An El Paso VA representative briefed the Veterans Advisory Committee on revamped tele‑town halls, community care billing procedures (VA‑authorized care should carry no co‑pay), MyHealtheVet app use, clinic maintenance closures, upcoming outreach events and plans for an East Side urgent care.

An El Paso VA representative told the Veterans Advisory Committee that the VA has retooled its monthly veteran tele‑town halls to focus on the “top 20 questions” veterans raise and to deliver more educational programming. The update covered community care billing, laboratory procedures, pharmacy operations, vaccine availability and local clinic construction timelines.

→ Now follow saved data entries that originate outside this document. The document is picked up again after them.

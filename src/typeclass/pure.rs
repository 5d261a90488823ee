//! Lifting into a container whose type is fixed by context.
//!
//! [`Chainable::lift`](super::Chainable::lift) is called on a container type
//! and produces its `WithType<B>`. When only the *expected* type is known,
//! as inside a `chain!` block ending in `yield`, [`Pure::pure`] lets the
//! compiler pick the container from the annotation instead.
//!
//! ```rust
//! use carrier::control::Optional;
//! use carrier::typeclass::Pure;
//!
//! let value: Optional<i32> = Pure::pure(7);
//! assert_eq!(value, Optional::present(7));
//! ```

use super::higher::TypeConstructor;

/// Wraps a bare value into `Self`.
///
/// Implementations must agree with [`Chainable::lift`](super::Chainable::lift):
/// `Self::pure(a)` is the container `lift(a)` returns.
pub trait Pure: TypeConstructor {
    /// Wraps `value` into the container's normal state.
    fn pure(value: Self::Inner) -> Self;
}
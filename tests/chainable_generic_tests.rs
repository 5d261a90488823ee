#![cfg(all(feature = "control", feature = "deferred"))]
//! Generic code written once against `Chainable`, run on every container.

use carrier::control::{Optional, Outcome};
use carrier::deferred::{Deferred, Fault, ThreadPerTask};
use carrier::typeclass::{Chainable, Pure};
use rstest::rstest;

/// Doubles the payload, then formats it.
fn double_and_render<M>(container: M) -> M::WithType<String>
where
    M: Chainable<Inner = i32>,
{
    container.bind(|n| M::lift(format!("<{}>", n * 2)))
}

fn render<M>(container: M) -> M::WithType<String>
where
    M: Chainable<Inner = i32>,
{
    container.map(|n| n.to_string())
}

/// Sum of two payloads, the second derived from the first.
fn sum_with_successor<M, F>(container: M, successor: F) -> M::WithType<i32>
where
    M: Chainable<Inner = i32>,
    F: FnOnce(i32) -> M::WithType<i32> + Send + 'static,
{
    container.bind_with(successor, |x, y| x + y)
}

fn lifted<M: Pure<Inner = i32>>(value: i32) -> M {
    M::pure(value)
}

#[rstest]
fn generic_chain_on_optional() {
    assert_eq!(
        double_and_render(Optional::present(21)),
        Optional::present("<42>".to_string())
    );
    assert_eq!(double_and_render(Optional::<i32>::empty()), Optional::empty());
}

#[rstest]
fn generic_chain_on_outcome() {
    assert_eq!(
        double_and_render(Outcome::<&str, i32>::success(5)),
        Outcome::success("<10>".to_string())
    );
    assert_eq!(
        double_and_render(Outcome::<&str, i32>::failure("bad")),
        Outcome::failure("bad")
    );
}

#[rstest]
fn generic_chain_on_deferred() {
    let deferred = Deferred::spawn(&ThreadPerTask, || 4);
    assert_eq!(double_and_render(deferred).wait(), Ok("<8>".to_string()));
}

#[rstest]
fn generic_map_agrees_with_bind() {
    assert_eq!(render(Optional::present(7)), Optional::present("7".to_string()));
    assert_eq!(
        render(Outcome::<(), i32>::failure(())),
        Outcome::<(), String>::failure(())
    );
    assert_eq!(render(Deferred::lift(7)).wait(), Ok("7".to_string()));
}

#[rstest]
fn generic_bind_with_on_every_container() {
    let optional = sum_with_successor(Optional::present(1), |x| Optional::present(x + 1));
    let outcome = sum_with_successor(Outcome::<String, i32>::success(1), |x| {
        Outcome::success(x + 1)
    });
    let deferred = sum_with_successor(Deferred::lift(1), |x| Deferred::lift(x + 1));

    assert_eq!(optional, Optional::present(3));
    assert_eq!(outcome, Outcome::success(3));
    assert_eq!(deferred.wait(), Ok(3));
}

#[rstest]
fn then_keeps_the_first_effect() {
    let skipped = Optional::<i32>::empty().then(Optional::present("next"));
    assert_eq!(skipped, Optional::empty());

    let faulted = Deferred::<i32>::faulted(Fault::Abandoned).then(Deferred::lift("next"));
    assert_eq!(faulted.wait(), Err(Fault::Abandoned));

    let followed = Outcome::<(), i32>::success(1).then(Outcome::success('n'));
    assert_eq!(followed, Outcome::success('n'));
}

#[rstest]
fn pure_is_chosen_by_the_expected_type() {
    assert_eq!(lifted::<Optional<i32>>(3), Optional::present(3));
    assert_eq!(lifted::<Outcome<String, i32>>(3), Outcome::success(3));
    assert_eq!(lifted::<Deferred<i32>>(3).wait(), Ok(3));
}
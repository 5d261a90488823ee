//! Outcome type - a success value, or a typed failure.
//!
//! `Outcome<L, R>` is either `Failure(L)` or `Success(R)`. Chaining with
//! [`bind`](Outcome::bind) runs on the success side only: the first failure
//! in evaluation order is carried through every later stage verbatim and is
//! recovered only when the chain is observed with [`fold`](Outcome::fold).
//!
//! There is deliberately no `filter`: a rejected predicate has no natural
//! failure value to report. Convert to [`Optional`](super::Optional) first,
//! or produce an explicit failure inside `bind`.
//!
//! # Examples
//!
//! ```rust
//! use carrier::control::Outcome;
//!
//! fn divide(dividend: f64, divisor: f64) -> Outcome<String, f64> {
//!     if divisor == 0.0 {
//!         Outcome::failure("division by zero".to_string())
//!     } else {
//!         Outcome::success(dividend / divisor)
//!     }
//! }
//!
//! let result = divide(3.0, 0.0).map(|quotient| quotient * 2.0);
//! let message = result.fold(|error| error, |value| value.to_string());
//! assert_eq!(message, "division by zero");
//! ```

use std::fmt;

use crate::typeclass::{Chainable, Pure, TypeConstructor};

/// A success value of type `R`, or a failure value of type `L`.
///
/// The failure type is fixed along a chain; only
/// [`map_failure`](Self::map_failure) (or [`or_else`](Self::or_else)) can
/// change it.
///
/// # Examples
///
/// ```rust
/// use carrier::control::Outcome;
///
/// let parsed: Outcome<String, i32> = Outcome::success(21);
/// assert_eq!(parsed.map(|n| n * 2), Outcome::success(42));
///
/// let failed: Outcome<String, i32> = Outcome::failure("bad input".to_string());
/// assert_eq!(failed.map(|n| n * 2), Outcome::failure("bad input".to_string()));
/// ```
#[derive(Clone, Copy, PartialEq, Eq, PartialOrd, Ord, Hash, Debug)]
#[cfg_attr(feature = "serde", derive(serde::Serialize, serde::Deserialize))]
pub enum Outcome<L, R> {
    /// The failure variant.
    Failure(L),
    /// The success variant.
    Success(R),
}

impl<L, R> Outcome<L, R> {
    // =========================================================================
    // Construction
    // =========================================================================

    /// Builds a failure.
    #[inline]
    pub const fn failure(error: L) -> Self {
        Self::Failure(error)
    }

    /// Builds a success.
    #[inline]
    pub const fn success(value: R) -> Self {
        Self::Success(value)
    }

    // =========================================================================
    // Inspection
    // =========================================================================

    /// Returns `true` if this is a `Failure`.
    #[inline]
    pub const fn is_failure(&self) -> bool {
        matches!(self, Self::Failure(_))
    }

    /// Returns `true` if this is a `Success`.
    #[inline]
    pub const fn is_success(&self) -> bool {
        matches!(self, Self::Success(_))
    }

    /// Borrows both sides: `&Outcome<L, R>` to `Outcome<&L, &R>`.
    #[inline]
    pub const fn as_ref(&self) -> Outcome<&L, &R> {
        match self {
            Self::Failure(error) => Outcome::Failure(error),
            Self::Success(value) => Outcome::Success(value),
        }
    }

    // =========================================================================
    // Observation
    // =========================================================================

    /// Eliminates the `Outcome` by running exactly one of two functions.
    ///
    /// # Examples
    ///
    /// ```rust
    /// use carrier::control::Outcome;
    ///
    /// let failed: Outcome<i32, String> = Outcome::failure(404);
    /// assert_eq!(failed.fold(|code| format!("code {code}"), |body| body), "code 404");
    /// ```
    #[inline]
    pub fn fold<U, F, S>(self, on_failure: F, on_success: S) -> U
    where
        F: FnOnce(L) -> U,
        S: FnOnce(R) -> U,
    {
        match self {
            Self::Failure(error) => on_failure(error),
            Self::Success(value) => on_success(value),
        }
    }

    // =========================================================================
    // Chaining
    // =========================================================================

    /// Feeds the success value into `function`; a failure short-circuits.
    ///
    /// On `Failure(l)` the result is a new `Failure` carrying the same `l`,
    /// and `function` is never called.
    ///
    /// # Examples
    ///
    /// ```rust
    /// use carrier::control::Outcome;
    ///
    /// let square_root = |x: f64| {
    ///     if x < 0.0 {
    ///         Outcome::failure("negative input")
    ///     } else {
    ///         Outcome::success(x.sqrt())
    ///     }
    /// };
    ///
    /// assert_eq!(Outcome::success(9.0).bind(square_root), Outcome::success(3.0));
    /// assert_eq!(Outcome::success(-1.0).bind(square_root), Outcome::failure("negative input"));
    /// assert_eq!(
    ///     Outcome::<&str, f64>::failure("earlier").bind(square_root),
    ///     Outcome::failure("earlier")
    /// );
    /// ```
    #[inline]
    pub fn bind<B, F>(self, function: F) -> Outcome<L, B>
    where
        F: FnOnce(R) -> Outcome<L, B>,
    {
        self.fold(Outcome::failure, function)
    }

    /// Transforms the success value; failures pass through untouched.
    #[inline]
    pub fn map<B, F>(self, function: F) -> Outcome<L, B>
    where
        F: FnOnce(R) -> B,
    {
        self.bind(|value| Outcome::success(function(value)))
    }

    /// Binds, then combines the outer and the inner success values.
    ///
    /// # Examples
    ///
    /// ```rust
    /// use carrier::control::Outcome;
    ///
    /// let result: Outcome<String, String> = Outcome::success(3).bind_with(
    ///     |count| Outcome::success("ab".repeat(count)),
    ///     |count, text| format!("{count}:{text}"),
    /// );
    /// assert_eq!(result, Outcome::success("3:ababab".to_string()));
    /// ```
    #[inline]
    pub fn bind_with<B, C, F, G>(self, function: F, combine: G) -> Outcome<L, C>
    where
        R: Clone,
        F: FnOnce(R) -> Outcome<L, B>,
        G: FnOnce(R, B) -> C,
    {
        self.bind(|outer| function(outer.clone()).map(|inner| combine(outer, inner)))
    }

    /// Transforms the failure value; successes pass through untouched.
    ///
    /// This is the explicit step a chain needs to change its failure type.
    ///
    /// # Examples
    ///
    /// ```rust
    /// use carrier::control::Outcome;
    ///
    /// let failed: Outcome<&str, i32> = Outcome::failure("oops");
    /// assert_eq!(failed.map_failure(str::len), Outcome::failure(4));
    /// ```
    #[inline]
    pub fn map_failure<M, F>(self, function: F) -> Outcome<M, R>
    where
        F: FnOnce(L) -> M,
    {
        match self {
            Self::Failure(error) => Outcome::Failure(function(error)),
            Self::Success(value) => Outcome::Success(value),
        }
    }

    /// Recovers from a failure with an alternative computation.
    ///
    /// `function` may itself fail with a new failure type.
    #[inline]
    pub fn or_else<M, F>(self, function: F) -> Outcome<M, R>
    where
        F: FnOnce(L) -> Outcome<M, R>,
    {
        self.fold(function, Outcome::success)
    }
}

// =============================================================================
// Display
// =============================================================================

impl<L: fmt::Display, R: fmt::Display> fmt::Display for Outcome<L, R> {
    fn fmt(&self, formatter: &mut fmt::Formatter<'_>) -> fmt::Result {
        match self {
            Self::Failure(error) => write!(formatter, "Failure({error})"),
            Self::Success(value) => write!(formatter, "Success({value})"),
        }
    }
}

// =============================================================================
// Type Class Implementations
// =============================================================================

impl<L, R> TypeConstructor for Outcome<L, R> {
    type Inner = R;
    type WithType<B> = Outcome<L, B>;
}

impl<L, R> Chainable for Outcome<L, R> {
    #[inline]
    fn lift<B>(value: B) -> Outcome<L, B>
    where
        B: Clone + Send + 'static,
    {
        Outcome::success(value)
    }

    #[inline]
    fn bind<B, F>(self, function: F) -> Outcome<L, B>
    where
        B: Clone + Send + 'static,
        F: FnOnce(R) -> Outcome<L, B> + Send + 'static,
    {
        Self::bind(self, function)
    }

    #[inline]
    fn map<B, F>(self, function: F) -> Outcome<L, B>
    where
        B: Clone + Send + 'static,
        F: FnOnce(R) -> B + Send + 'static,
    {
        Self::map(self, function)
    }

    #[inline]
    fn bind_with<B, C, F, G>(self, function: F, combine: G) -> Outcome<L, C>
    where
        R: Clone + Send + 'static,
        B: Clone + Send + 'static,
        C: Clone + Send + 'static,
        F: FnOnce(R) -> Outcome<L, B> + Send + 'static,
        G: FnOnce(R, B) -> C + Send + 'static,
    {
        Self::bind_with(self, function, combine)
    }
}

impl<L, R> Pure for Outcome<L, R> {
    #[inline]
    fn pure(value: R) -> Self {
        Self::success(value)
    }
}

// =============================================================================
// From Implementations
// =============================================================================

impl<L, R> From<Result<R, L>> for Outcome<L, R> {
    /// `Ok(r)` becomes `Success(r)`, `Err(l)` becomes `Failure(l)`.
    #[inline]
    fn from(result: Result<R, L>) -> Self {
        match result {
            Ok(value) => Self::Success(value),
            Err(error) => Self::Failure(error),
        }
    }
}

impl<L, R> From<Outcome<L, R>> for Result<R, L> {
    #[inline]
    fn from(outcome: Outcome<L, R>) -> Self {
        outcome.fold(Err, Ok)
    }
}

// A guard has no failure value to produce for Outcome.
static_assertions::assert_not_impl_any!(Outcome<String, i32>: crate::typeclass::Zero);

The VA representative said the tele‑town hall changes were based on 2025 feedback and are intended to “best inform our veterans.” She urged veterans to track authorizations and renewals — “make sure that you are tracking your authorizations, request for renewals prior to 30 days” — and provided contact numbers for CCS (community care services) and emergency reporting.

On community care billing, the VA representative emphasized that VA‑authorized community care should not create co‑pays for veterans: “If the VA is sending you, you should pay no co pays.” The office walked through steps a veteran should take after receiving emergency care in the community, including calling the VA within 72 hours and saving documentation; the VA said its team will document contacts and follow up with urgent‑care providers.

The representative explained the CPO (community provider orders) program for labs: when a community provider requests laboratory work, veterans may bring the provider orders to the VA lab counter (third floor) and the VA will process and forward results to the community provider. She also recommended the MyHealtheVet app as a way to contact providers, request medication refills and access benefit letters, and gave phone numbers and an email for eligibility and dental questions.

Local operations and outreach were discussed: flu vaccines are available at the main facility (appointments not required), some vaccine drives were paused due to weather, and the Westside clinic was temporarily closed for maintenance with a projected reopening in about a week. The VA listed several upcoming events and open houses for January and said construction on the Las Cruces Women’s Health Clinic is on track for summer 2026 while a new regional health center is scheduled for 2029.

Commissioners pressed the VA on documentation and confirmation after emergency visits and on urgent‑care billing discrepancies; the VA said it documents all contacts and will send text, call and letter notifications and work with urgent‑care facilities to ensure billing is routed correctly. The VA also reported it is exploring an East Side urgent care for veterans, with early planning pointing to a possible 2027 opening.

The VA agreed to bring a Veterans Readiness and Employment (VR&E) briefing to a future meeting and left flyers and contact information for local services. The committee did not take formal action on the VA update; the briefing was informational and followed by Q&A.